CN103409501A - 一种宫颈癌特异差异表达的候选血浆蛋白标志物的筛选方法 - Google Patents

Abstract

本发明公开了一种宫颈癌特异差异表达的候选血浆蛋白标志物的筛选方法，包括以下步骤：(1)临床标本收集及组织RNA制备；(2)维吾尔族妇女宫颈癌及癌前病变组织RNA的高密度人类基因表达谱芯片分析：(3)宫颈癌特异性差异表达候选基因的半定量RT-PCR分析。本发明通过半定量PCR筛查鉴定，发现绝大部分候选基因编码的mRNA表达水平在CSCC(或CIN)和NC组织之间存在显著差异，同时证明了基因芯片分析数据的可靠性和灵敏度。

Description

一种宫颈癌特异差异表达的候选血浆蛋白标志物的筛选方法

技术领域

本发明专利属于分子生物学或医学诊断技术领域，涉及一种宫颈癌特异差异表达的候选血浆蛋白标志物的筛选方法。

背景技术

宫颈癌是一种妇科恶性肿瘤，而早期发现是肿瘤有效治疗的关键。
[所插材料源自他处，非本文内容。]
//! Configuration schema definitions.
//!
//! All types derive Serde traits for (de)serialization from the TOML config
//! file. Every section has defaults so a minimal file is enough.

use serde::{Deserialize, Serialize};

use crate::rewrite::RewriteEntry;

/// Root configuration.
#[derive(Debug, Clone, Deserialize, Serialize, Default, PartialEq)]
#[serde(default)]
pub struct AppConfig {
    /// Admin HTTP API settings.
    pub admin: AdminConfig,

    /// DNS filtering settings, including the rewrite list.
    pub filtering: FilteringConfig,

    /// Observability settings.
    pub observability: ObservabilityConfig,
}

/// Admin API configuration.
#[derive(Debug, Clone, Deserialize, Serialize, PartialEq)]
#[serde(default)]
pub struct AdminConfig {
    /// Enable the admin API.
    pub enabled: bool,

    /// Bind address (e.g., "127.0.0.1:3000").
    pub bind_address: String,

    /// API key for authentication (Bearer token). Required when enabled.
    pub api_key: String,

    /// Request timeout in seconds.
    pub request_timeout_secs: u64,
}

impl Default for AdminConfig {
    fn default() -> Self {
        Self {
            enabled: false,
            bind_address: "127.0.0.1:3000".to_string(),
            api_key: String::new(),
            request_timeout_secs: 10,
        }
    }
}

/// Filtering configuration.
#[derive(Debug, Clone, Deserialize, Serialize, Default, PartialEq)]
#[serde(default)]
pub struct FilteringConfig {
    /// Administrator-defined DNS rewrites, in order.
    pub rewrites: Vec<RewriteEntry>,
}

/// Observability configuration.
#[derive(Debug, Clone, Deserialize, Serialize, PartialEq)]
#[serde(default)]
pub struct ObservabilityConfig {
    /// Log level (trace, debug, info, warn, error).
    pub log_level: String,

    /// Enable metrics endpoint.
    pub metrics_enabled: bool,

    /// Metrics endpoint bind address.
    pub metrics_address: String,
}

impl Default for ObservabilityConfig {
    fn default() -> Self {
        Self {
            log_level: "info".to_string(),
            metrics_enabled: false,
            metrics_address: "127.0.0.1:9090".to_string(),
        }
    }
}
//! DNS rewrites: administrator-defined DNS overrides compiled into filtering
//! rules and matched on every query.

pub mod admin;
pub mod config;
pub mod filtering;
pub mod http;
pub mod matching;
pub mod observability;
pub mod rewrite;

pub use config::schema::AppConfig;
pub use filtering::DnsFilter;
pub use http::HttpServer;
pub use rewrite::{DefaultStorage, Item, RewriteEntry, Storage};
//! Configuration file watcher for hot reload.

use std::path::{Path, PathBuf};
use std::time::Duration;

use notify::{Config, Event, RecommendedWatcher, RecursiveMode, Watcher};
use tokio::sync::mpsc;

use crate::config::loader::load_config;
use crate::config::schema::AppConfig;

/// A watcher that monitors the configuration file for changes.
pub struct ConfigWatcher {
    path: PathBuf,
    update_tx: mpsc::UnboundedSender<AppConfig>,
}

impl ConfigWatcher {
    /// Create a new ConfigWatcher.
    ///
    /// Returns the watcher and a receiver for configuration updates.
    pub fn new(path: &Path) -> (Self, mpsc::UnboundedReceiver<AppConfig>) {
        let (update_tx, update_rx) = mpsc::unbounded_channel();

        (
            Self {
                path: path.to_path_buf(),
                update_tx,
            },
            update_rx,
        )
    }

    /// Start watching the file in a background thread.
    ///
    /// The parent directory is watched rather than the file itself, since
    /// saves replace the file by renaming over it. The returned watcher must
    /// be kept alive for as long as updates are wanted.
    pub fn run(self) -> Result<RecommendedWatcher, notify::Error> {
        let tx = self.update_tx.clone();
        let path = self.path.clone();
        let file_name = self.path.file_name().map(|n| n.to_os_string());
        let dir = match self.path.parent() {
            Some(parent) if !parent.as_os_str().is_empty() => parent.to_path_buf(),
            _ => PathBuf::from("."),
        };

        let mut watcher = RecommendedWatcher::new(
            move |res: notify::Result<Event>| match res {
                Ok(event) => {
                    let ours = event
                        .paths
                        .iter()
                        .any(|p| p.file_name().map(|n| n.to_os_string()) == file_name);
                    if ours && (event.kind.is_modify() || event.kind.is_create()) {
                        tracing::info!("Config file change detected, reloading...");
                        match load_config(&path) {
                            Ok(new_config) => {
                                let _ = tx.send(new_config);
                            }
                            Err(e) => {
                                tracing::error!(
                                    "Failed to reload config: {}. Keeping current configuration.",
                                    e
                                );
                            }
                        }
                    }
                }
                Err(e) => tracing::error!("Watch error: {:?}", e),
            },
            Config::default().with_poll_interval(Duration::from_secs(2)),
        )?;

        watcher.watch(&dir, RecursiveMode::NonRecursive)?;

        tracing::info!(path = ?self.path, "Config watcher started");
        Ok(watcher)
    }
}

#[cfg(test)]
mod tests {
    use super::*;
    use crate::config::save_config;
    use crate::rewrite::RewriteEntry;

    #[tokio::test]
    async fn test_reports_saved_config() {
        let dir = tempfile::tempdir().unwrap();
        let path = dir.path().join("config.toml");
        save_config(&path, &AppConfig::default()).unwrap();

        let (watcher, mut updates) = ConfigWatcher::new(&path);
        let _watcher = watcher.run().unwrap();

        // Unrelated files in the same directory are ignored.
        std::fs::write(dir.path().join("other.toml"), "junk").unwrap();

        let mut config = AppConfig::default();
        config.filtering.rewrites = vec![RewriteEntry::new("watched.lan", "10.0.0.7")];
        save_config(&path, &config).unwrap();

        let update = tokio::time::timeout(Duration::from_secs(10), updates.recv())
            .await
            .expect("no config update")
            .unwrap();
        assert_eq!(update.filtering.rewrites, config.filtering.rewrites);
    }

    #[tokio::test]
    async fn test_invalid_edit_is_not_sent() {
        let dir = tempfile::tempdir().unwrap();
        let path = dir.path().join("config.toml");
        save_config(&path, &AppConfig::default()).unwrap();

        let (watcher, mut updates) = ConfigWatcher::new(&path);
        let _watcher = watcher.run().unwrap();

        // Replace the file in one step so no half-written state is observed.
        let tmp = dir.path().join("config.toml.new");
        let text = "[filtering]\nrewrites = [{ domain = \"a|b\", answer = \"A\" }]\n";
        std::fs::write(&tmp, text).unwrap();
        std::fs::rename(&tmp, &path).unwrap();

        let res = tokio::time::timeout(Duration::from_millis(500), updates.recv()).await;
        assert!(res.is_err(), "invalid config was forwarded: {:?}", res);
    }
}
//! Structured logging.
//!
//! # Design Decisions
//! - Uses tracing crate for structured logging
//! - Log level comes from config; `RUST_LOG` overrides it

use tracing_subscriber::{layer::SubscriberExt, util::SubscriberInitExt, EnvFilter};

/// Builds the filter for the configured level, preferring `RUST_LOG`.
pub fn env_filter(log_level: &str) -> EnvFilter {
    EnvFilter::try_from_default_env().unwrap_or_else(|_| {
        EnvFilter::new(format!("dns_rewrites={},tower_http={}", log_level, log_level))
    })
}

/// Initialize the global subscriber. Safe to call more than once; later calls
/// are ignored.
pub fn init_logging(log_level: &str) {
    let _ = tracing_subscriber::registry()
        .with(env_filter(log_level))
        .with(tracing_subscriber::fmt::layer())
        .try_init();
}
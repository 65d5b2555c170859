use axum::{
    body::Body,
    extract::State,
    http::{Request, StatusCode},
    middleware::Next,
    response::Response,
};

use crate::http::server::AppState;

/// Requires `Authorization: Bearer <api_key>`. An empty key rejects every
/// request.
pub async fn admin_auth_middleware(
    State(state): State<AppState>,
    request: Request<Body>,
    next: Next,
) -> Result<Response, StatusCode> {
    let api_key = &state.admin.api_key;
    let auth_header = request
        .headers()
        .get("Authorization")
        .and_then(|h| h.to_str().ok());

    if let Some(auth_val) = auth_header {
        if !api_key.is_empty() && auth_val.strip_prefix("Bearer ") == Some(api_key.as_str()) {
            return Ok(next.run(request).await);
        }
    }

    tracing::warn!(path = %request.uri().path(), "Unauthorized admin request");
    Err(StatusCode::UNAUTHORIZED)
}
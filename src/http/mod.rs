//! HTTP protocol handling subsystem.
//!
//! # Data Flow
//! ```text
//! TCP connection
//!     → server.rs (Axum setup, trace + timeout layers)
//!     → admin::auth (bearer token)
//!     → admin::handlers (rewrite list/add/delete/check, status)
//!     → filtering::DnsFilter
//! ```

pub mod server;

pub use server::{AppState, HttpServer};
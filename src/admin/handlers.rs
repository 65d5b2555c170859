//! Admin API handlers for DNS rewrites.

use axum::{
    body::Bytes,
    extract::{Query, State},
    http::StatusCode,
    response::{IntoResponse, Response},
    Json,
};
use hickory_proto::rr::RecordType;
use serde::{Deserialize, Serialize};
use std::str::FromStr;

use crate::filtering::DnsFilter;
use crate::http::server::AppState;
use crate::matching::rule::rcode_name;
use crate::matching::RewriteOutcome;
use crate::rewrite::{Item, RewriteEntry, RewriteError, RewriteResult};

#[derive(Debug, Serialize, Deserialize)]
pub struct SystemStatus {
    pub version: String,
    pub status: String,
    pub rewrites: usize,
    pub rules: usize,
}

#[derive(Debug, Deserialize)]
pub struct CheckParams {
    pub name: String,
    #[serde(default)]
    pub qtype: Option<String>,
}

#[derive(Debug, Default, Serialize, Deserialize)]
pub struct CheckResponse {
    pub matched: bool,
    pub exempted: bool,
    pub rcode: Option<String>,
    pub cname: Option<String>,
    pub answers: Vec<String>,
    pub rules: Vec<String>,
}

fn bad_request(msg: String) -> Response {
    tracing::debug!(error = %msg, "Rejecting admin request");
    (StatusCode::BAD_REQUEST, msg).into_response()
}

fn decode_entry(body: &[u8]) -> Result<Option<RewriteEntry>, Response> {
    serde_json::from_slice(body).map_err(|e| bad_request(format!("json.Decode: {}", e)))
}

fn mutation_error(action: &str, err: RewriteError) -> Response {
    match err {
        RewriteError::MissingEntry | RewriteError::InvalidEntry(_) => {
            bad_request(format!("normalizing: {}", err))
        }
        RewriteError::Compile(_) => bad_request(format!("{} rewrite item: {}", action, err)),
    }
}

/// Runs a store mutation off the async workers; it rebuilds the engine and
/// writes the config file.
async fn run_mutation<F>(state: &AppState, action: &str, mutate: F) -> Response
where
    F: FnOnce(&DnsFilter) -> RewriteResult<Item> + Send + 'static,
{
    let filter = state.filter.clone();
    match tokio::task::spawn_blocking(move || mutate(filter.as_ref())).await {
        Ok(Ok(item)) => {
            tracing::info!(
                action,
                domain = %item.domain(),
                answer = %item.answer(),
                "Rewrite updated"
            );
            StatusCode::OK.into_response()
        }
        Ok(Err(e)) => mutation_error(action, e),
        Err(e) => {
            tracing::error!(action, error = %e, "Rewrite task failed");
            StatusCode::INTERNAL_SERVER_ERROR.into_response()
        }
    }
}

pub async fn get_status(State(state): State<AppState>) -> Json<SystemStatus> {
    let snapshot = state.filter.storage().snapshot();

    Json(SystemStatus {
        version: env!("CARGO_PKG_VERSION").to_string(),
        status: "operational".to_string(),
        rewrites: snapshot.items().len(),
        rules: snapshot.engine().rules_count(),
    })
}

pub async fn list_rewrites(State(state): State<AppState>) -> Json<Vec<RewriteEntry>> {
    Json(state.filter.list())
}

pub async fn add_rewrite(State(state): State<AppState>, body: Bytes) -> Response {
    let entry = match decode_entry(&body) {
        Ok(entry) => entry,
        Err(resp) => return resp,
    };

    run_mutation(&state, "add", move |filter| filter.add(entry)).await
}

pub async fn delete_rewrite(State(state): State<AppState>, body: Bytes) -> Response {
    let entry = match decode_entry(&body) {
        Ok(entry) => entry,
        Err(resp) => return resp,
    };

    run_mutation(&state, "remove", move |filter| filter.remove(entry)).await
}

pub async fn check_host(
    State(state): State<AppState>,
    Query(params): Query<CheckParams>,
) -> Response {
    let qtype = params.qtype.as_deref().unwrap_or("A");
    let qtype = match RecordType::from_str(&qtype.to_uppercase()) {
        Ok(RecordType::Unknown(_)) | Err(_) => {
            return bad_request(format!("unknown qtype {:?}", qtype))
        }
        Ok(rtype) => rtype,
    };

    let check = state.filter.check(&params.name, qtype);
    let mut resp = CheckResponse::default();

    if let Some(result) = &check.result {
        resp.matched = true;
        resp.rules = result
            .exception
            .iter()
            .chain(result.dns_rewrites.iter())
            .map(|rule| rule.text().to_string())
            .collect();
    }

    match check.outcome {
        Some(RewriteOutcome::Exempt) => resp.exempted = true,
        Some(RewriteOutcome::Rcode(rcode)) => resp.rcode = Some(rcode_name(rcode).to_string()),
        Some(RewriteOutcome::Cname(target)) => {
            resp.rcode = Some("NOERROR".to_string());
            resp.cname = Some(target);
        }
        Some(RewriteOutcome::Answers(values)) => {
            resp.rcode = Some("NOERROR".to_string());
            resp.answers = values.iter().map(ToString::to_string).collect();
        }
        None => {}
    }

    Json(resp).into_response()
}
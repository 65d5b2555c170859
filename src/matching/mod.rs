//! DNS rule matching subsystem.
//!
//! # Data Flow
//! ```text
//! Rule text (one rule per line)
//!     → list.rs (StringRuleList → RuleStorage, strict parsing)
//!     → rule.rs (NetworkRule: pattern + $dnstype + $dnsrewrite)
//!     → engine.rs (DnsEngine: host index + generic rules)
//!
//! Per request:
//!     DnsRequest (hostname, qtype)
//!     → engine.rs (candidate lookup, exception handling)
//!     → DnsResult → RewriteOutcome
//! ```
//!
//! # Design Decisions
//! - Engines are immutable; a changed rule set means a new engine
//! - A single bad line fails the whole build
//! - Only the modifiers needed for DNS rewrites are understood

pub mod engine;
pub mod list;
pub mod rule;

pub use engine::{DnsEngine, DnsRequest, DnsResult, RewriteOutcome};
pub use list::{FilterError, RuleStorage, StringRuleList};
pub use rule::{DnsRewrite, NetworkRule, RewriteValue, RuleError};
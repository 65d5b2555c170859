//! Network rule parsing.
//!
//! # Responsibilities
//! - Split a rule line into exception marker, pattern and modifiers
//! - Compile the hostname pattern into an anchored glob
//! - Parse the `$dnstype` and `$dnsrewrite` modifiers
//!
//! # Design Decisions
//! - Modifiers start at the last `$` of the line
//! - Unknown modifiers are errors, not silently ignored
//! - Patterns are lower-cased at parse time; hostnames at match time

use std::net::{IpAddr, Ipv4Addr, Ipv6Addr};
use std::str::FromStr;

use hickory_proto::op::ResponseCode;
use hickory_proto::rr::RecordType;
use thiserror::Error;

/// Errors produced while parsing a single rule line.
#[derive(Debug, Clone, PartialEq, Eq, Error)]
pub enum RuleError {
    /// The pattern has no literal characters and would match everything.
    #[error("pattern is too wide: {0:?}")]
    TooWide(String),

    /// A modifier name that this engine does not implement.
    #[error("unknown modifier: {0}")]
    UnknownModifier(String),

    /// The same modifier appears twice.
    #[error("duplicate modifier: {0}")]
    DuplicateModifier(&'static str),

    /// `$dnstype` value is malformed.
    #[error("invalid dnstype: {0}")]
    InvalidDnsType(String),

    /// `$dnsrewrite` value is malformed.
    #[error("invalid dnsrewrite: {0}")]
    InvalidDnsRewrite(String),

    /// A bare `$dnsrewrite` outside of an exception rule.
    #[error("empty dnsrewrite is only allowed in exception rules")]
    EmptyDnsRewrite,
}

/// Where a pattern must start matching inside the hostname.
#[derive(Debug, Clone, Copy, PartialEq, Eq)]
pub enum StartAnchor {
    /// `||`: the hostname itself or any of its subdomains.
    Domain,
    /// `|`: the beginning of the hostname.
    Start,
    /// No anchor: anywhere inside the hostname.
    None,
}

/// A compiled hostname pattern.
#[derive(Debug, Clone, PartialEq, Eq)]
pub struct Pattern {
    anchor: StartAnchor,
    /// Literal core of the pattern, lower-cased, may contain `*`.
    core: String,
    end_anchored: bool,
}

impl Pattern {
    fn parse(raw: &str) -> Result<Self, RuleError> {
        let lowered = raw.to_lowercase();
        let (anchor, rest) = if let Some(rest) = lowered.strip_prefix("||") {
            (StartAnchor::Domain, rest)
        } else if let Some(rest) = lowered.strip_prefix('|') {
            (StartAnchor::Start, rest)
        } else {
            (StartAnchor::None, lowered.as_str())
        };

        let (core, end_anchored) = match rest.strip_suffix('^').or_else(|| rest.strip_suffix('|')) {
            Some(core) => (core, true),
            None => (rest, false),
        };

        if core.chars().all(|c| c == '*') {
            return Err(RuleError::TooWide(raw.to_string()));
        }

        Ok(Self {
            anchor,
            core: core.to_string(),
            end_anchored,
        })
    }

    /// Returns the host this pattern matches exactly, when it is a plain
    /// hostname anchored on both ends.
    pub fn exact_host(&self) -> Option<&str> {
        let anchored = matches!(self.anchor, StartAnchor::Domain | StartAnchor::Start);
        (anchored && self.end_anchored && !self.core.contains('*')).then_some(self.core.as_str())
    }

    pub fn anchor(&self) -> StartAnchor {
        self.anchor
    }

    /// Checks the pattern against an already lower-cased hostname.
    pub fn matches(&self, host: &str) -> bool {
        match self.anchor {
            StartAnchor::Start => glob_match(&self.core, host, false, self.end_anchored),
            StartAnchor::None => glob_match(&self.core, host, true, self.end_anchored),
            StartAnchor::Domain => {
                if glob_match(&self.core, host, false, self.end_anchored) {
                    return true;
                }
                host.match_indices('.')
                    .any(|(i, _)| glob_match(&self.core, &host[i + 1..], false, self.end_anchored))
            }
        }
    }
}

/// Matches `pattern` (with `*` wildcards) against `text`. `open_start` and
/// `!end_anchored` behave as implicit leading and trailing wildcards.
fn glob_match(pattern: &str, text: &str, open_start: bool, end_anchored: bool) -> bool {
    let p = pattern.as_bytes();
    let t = text.as_bytes();

    let (mut pi, mut ti) = (0usize, 0usize);
    let mut star: Option<usize> = if open_start { Some(usize::MAX) } else { None };
    let mut star_ti = 0usize;

    while ti < t.len() {
        if pi < p.len() && p[pi] == b'*' {
            star = Some(pi);
            pi += 1;
            star_ti = ti;
        } else if pi < p.len() && p[pi] == t[ti] {
            pi += 1;
            ti += 1;
        } else if pi == p.len() && !end_anchored {
            return true;
        } else if let Some(s) = star {
            // usize::MAX marks the implicit leading wildcard.
            pi = if s == usize::MAX { 0 } else { s + 1 };
            star_ti += 1;
            ti = star_ti;
        } else {
            return false;
        }
    }

    p[pi..].iter().all(|&c| c == b'*')
}

/// The set of query types a `$dnstype` modifier admits.
#[derive(Debug, Clone, PartialEq, Eq)]
pub struct DnsTypeFilter {
    allowed: Vec<RecordType>,
    excluded: Vec<RecordType>,
}

impl DnsTypeFilter {
    fn parse(value: &str) -> Result<Self, RuleError> {
        let mut allowed = Vec::new();
        let mut excluded = Vec::new();

        for part in value.split('|') {
            let (negated, name) = match part.strip_prefix('~') {
                Some(name) => (true, name),
                None => (false, part),
            };
            let rtype = parse_record_type(name)
                .ok_or_else(|| RuleError::InvalidDnsType(part.to_string()))?;
            if negated {
                excluded.push(rtype);
            } else {
                allowed.push(rtype);
            }
        }

        if !allowed.is_empty() && !excluded.is_empty() {
            return Err(RuleError::InvalidDnsType(value.to_string()));
        }

        Ok(Self { allowed, excluded })
    }

    /// Returns true if a request of type `qtype` passes this filter.
    pub fn permits(&self, qtype: RecordType) -> bool {
        if !self.allowed.is_empty() {
            return self.allowed.contains(&qtype);
        }
        !self.excluded.contains(&qtype)
    }
}

fn parse_record_type(name: &str) -> Option<RecordType> {
    if name.is_empty() {
        return None;
    }
    match RecordType::from_str(&name.to_uppercase()) {
        Ok(RecordType::Unknown(_)) | Err(_) => None,
        Ok(rtype) => Some(rtype),
    }
}

/// The payload of a `$dnsrewrite` rule.
#[derive(Debug, Clone, PartialEq, Eq)]
pub enum RewriteValue {
    Ipv4(Ipv4Addr),
    Ipv6(Ipv6Addr),
    /// A domain name (CNAME or PTR target).
    Name(String),
    Text(String),
}

impl std::fmt::Display for RewriteValue {
    fn fmt(&self, f: &mut std::fmt::Formatter<'_>) -> std::fmt::Result {
        match self {
            RewriteValue::Ipv4(ip) => write!(f, "{}", ip),
            RewriteValue::Ipv6(ip) => write!(f, "{}", ip),
            RewriteValue::Name(name) | RewriteValue::Text(name) => f.write_str(name),
        }
    }
}

/// A parsed `$dnsrewrite` modifier.
///
/// An exception rule may carry an empty rewrite (no type, no value), which
/// disables every rewrite for the matched request.
#[derive(Debug, Clone, PartialEq, Eq)]
pub struct DnsRewrite {
    pub rcode: ResponseCode,
    pub rr_type: Option<RecordType>,
    pub value: Option<RewriteValue>,
}

impl DnsRewrite {
    pub fn is_empty(&self) -> bool {
        self.rcode == ResponseCode::NoError && self.rr_type.is_none() && self.value.is_none()
    }

    fn empty() -> Self {
        Self {
            rcode: ResponseCode::NoError,
            rr_type: None,
            value: None,
        }
    }

    fn parse(value: &str) -> Result<Self, RuleError> {
        let invalid = || RuleError::InvalidDnsRewrite(value.to_string());

        if value.is_empty() {
            return Ok(Self::empty());
        }

        let parts: Vec<&str> = value.split(';').collect();
        match parts.as_slice() {
            [short] => Self::parse_short(short).ok_or_else(invalid),
            [rcode, rr_type, payload] => {
                let rcode = parse_rcode(rcode).ok_or_else(invalid)?;
                if rcode != ResponseCode::NoError {
                    if !rr_type.is_empty() || !payload.is_empty() {
                        return Err(invalid());
                    }
                    return Ok(Self {
                        rcode,
                        rr_type: None,
                        value: None,
                    });
                }

                let rr_type = parse_record_type(rr_type).ok_or_else(invalid)?;
                let value = parse_value(rr_type, payload).ok_or_else(invalid)?;
                Ok(Self {
                    rcode,
                    rr_type: Some(rr_type),
                    value: Some(value),
                })
            }
            _ => Err(invalid()),
        }
    }

    fn parse_short(value: &str) -> Option<Self> {
        if let Some(rcode) = parse_rcode(value) {
            if rcode == ResponseCode::NoError {
                return Some(Self::empty());
            }
            return Some(Self {
                rcode,
                rr_type: None,
                value: None,
            });
        }

        let (rr_type, value) = match value.parse::<IpAddr>() {
            Ok(IpAddr::V4(ip)) => (RecordType::A, RewriteValue::Ipv4(ip)),
            Ok(IpAddr::V6(ip)) => (RecordType::AAAA, RewriteValue::Ipv6(ip)),
            Err(_) => (RecordType::CNAME, parse_value(RecordType::CNAME, value)?),
        };

        Some(Self {
            rcode: ResponseCode::NoError,
            rr_type: Some(rr_type),
            value: Some(value),
        })
    }
}

fn parse_rcode(name: &str) -> Option<ResponseCode> {
    match name {
        "NOERROR" => Some(ResponseCode::NoError),
        "NXDOMAIN" => Some(ResponseCode::NXDomain),
        "SERVFAIL" => Some(ResponseCode::ServFail),
        "REFUSED" => Some(ResponseCode::Refused),
        _ => None,
    }
}

/// Returns the canonical upper-case name of a supported rcode.
pub fn rcode_name(rcode: ResponseCode) -> &'static str {
    match rcode {
        ResponseCode::NoError => "NOERROR",
        ResponseCode::NXDomain => "NXDOMAIN",
        ResponseCode::ServFail => "SERVFAIL",
        ResponseCode::Refused => "REFUSED",
        _ => "UNKNOWN",
    }
}

fn parse_value(rr_type: RecordType, payload: &str) -> Option<RewriteValue> {
    match rr_type {
        RecordType::A => match payload.parse::<IpAddr>().ok()? {
            IpAddr::V4(ip) => Some(RewriteValue::Ipv4(ip)),
            IpAddr::V6(ip) => ip.to_ipv4_mapped().map(RewriteValue::Ipv4),
        },
        RecordType::AAAA => match payload.parse::<IpAddr>().ok()? {
            IpAddr::V6(ip) => Some(RewriteValue::Ipv6(ip)),
            IpAddr::V4(_) => None,
        },
        RecordType::CNAME | RecordType::PTR => {
            let name = payload.trim_end_matches('.');
            let valid = !name.is_empty() && !name.contains(char::is_whitespace);
            valid.then(|| RewriteValue::Name(name.to_lowercase()))
        }
        RecordType::TXT => (!payload.is_empty()).then(|| RewriteValue::Text(payload.to_string())),
        _ => None,
    }
}

/// A single parsed network rule.
#[derive(Debug, Clone, PartialEq, Eq)]
pub struct NetworkRule {
    text: String,
    list_id: i32,
    exception: bool,
    pattern: Pattern,
    dns_type: Option<DnsTypeFilter>,
    dns_rewrite: Option<DnsRewrite>,
}

impl NetworkRule {
    /// Parses one rule line belonging to the list `list_id`.
    pub fn parse(line: &str, list_id: i32) -> Result<Self, RuleError> {
        let text = line.trim();
        let (exception, body) = match text.strip_prefix("@@") {
            Some(body) => (true, body),
            None => (false, text),
        };

        let (raw_pattern, raw_modifiers) = match body.rfind('$') {
            Some(idx) => (&body[..idx], Some(&body[idx + 1..])),
            None => (body, None),
        };

        let pattern = Pattern::parse(raw_pattern)?;
        let mut dns_type = None;
        let mut dns_rewrite = None;

        for modifier in raw_modifiers.into_iter().flat_map(|m| m.split(',')) {
            let (name, value) = match modifier.split_once('=') {
                Some((name, value)) => (name, Some(value)),
                None => (modifier, None),
            };
            match name {
                "dnstype" => {
                    if dns_type.is_some() {
                        return Err(RuleError::DuplicateModifier("dnstype"));
                    }
                    let value = value.ok_or_else(|| RuleError::InvalidDnsType(String::new()))?;
                    dns_type = Some(DnsTypeFilter::parse(value)?);
                }
                "dnsrewrite" => {
                    if dns_rewrite.is_some() {
                        return Err(RuleError::DuplicateModifier("dnsrewrite"));
                    }
                    dns_rewrite = Some(DnsRewrite::parse(value.unwrap_or_default())?);
                }
                other => return Err(RuleError::UnknownModifier(other.to_string())),
            }
        }

        if !exception && dns_rewrite.as_ref().is_some_and(DnsRewrite::is_empty) {
            return Err(RuleError::EmptyDnsRewrite);
        }

        Ok(Self {
            text: text.to_string(),
            list_id,
            exception,
            pattern,
            dns_type,
            dns_rewrite,
        })
    }

    pub fn text(&self) -> &str {
        &self.text
    }

    pub fn list_id(&self) -> i32 {
        self.list_id
    }

    /// Returns true for `@@` allowlist rules.
    pub fn is_exception(&self) -> bool {
        self.exception
    }

    pub fn pattern(&self) -> &Pattern {
        &self.pattern
    }

    pub fn dns_rewrite(&self) -> Option<&DnsRewrite> {
        self.dns_rewrite.as_ref()
    }

    /// Checks hostname and query type against this rule.
    pub fn matches(&self, host: &str, qtype: RecordType) -> bool {
        if let Some(filter) = &self.dns_type {
            if !filter.permits(qtype) {
                return false;
            }
        }
        self.pattern.matches(host)
    }
}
维吾尔族妇女宫颈癌的发病率和和死亡率很高，列为新疆特高发肿瘤。由于现有肿瘤诊断技术固有的局限性，临床收治的肿瘤患者中，中晚期居多，治疗效果较差。肿瘤特异性差异表达基因可以成为肿瘤发生密切相关的早期预警分子标志物，是建立肿瘤早期分子诊断方法的重要前提。本发明相关的技术包括四个关键步骤：(1)收集病理确诊的肿瘤、癌前病变患者及健康对照组织标本，制备组织RNA(Ribonucleic Acid，核糖核酸)，其组织RNA一般含有信使RNA(messenger RNA，mRNA)、核糖体RNA(ribose RNA，rRNA)和转移RNA(transport RNA，tRNA)；(2)选择人类全基因组表达谱芯片，通过肿瘤与正常组织mRNA的差异表达谱分析，建立肿瘤及癌前病变组织特异性候选差异表达基因谱(mRNA谱)，并进一步在线数据库、专业软件及资源查新分析，鉴别出新的肿瘤特异性差异表达候选基因(mRNA)；(3)以组织RNA为模板，在逆转录酶催化下，合成与其mRNA互补的脱氧核糖核苷酸(complementary deoxyribonucleic acid，cDNA)；(4)设计与合成每一种mRNA序列特异性引物后，利用cDNA模板、Taq DNA聚合酶及聚合酶链式反应(polymerase chain reaction，PCR)方法，检测目的基因的mRNA表达水平，筛选出mRNA表达水平上具有显著差异的候选基因，并淘汰无差异基因。在此，“引物”是指以DNA聚合酶催化反应所必需的18-22寡聚核苷酸(碱基)分子，而“逆转录反应”和“PCR”属于同一个检测步骤的连续过程，一般统称为RT-PCR。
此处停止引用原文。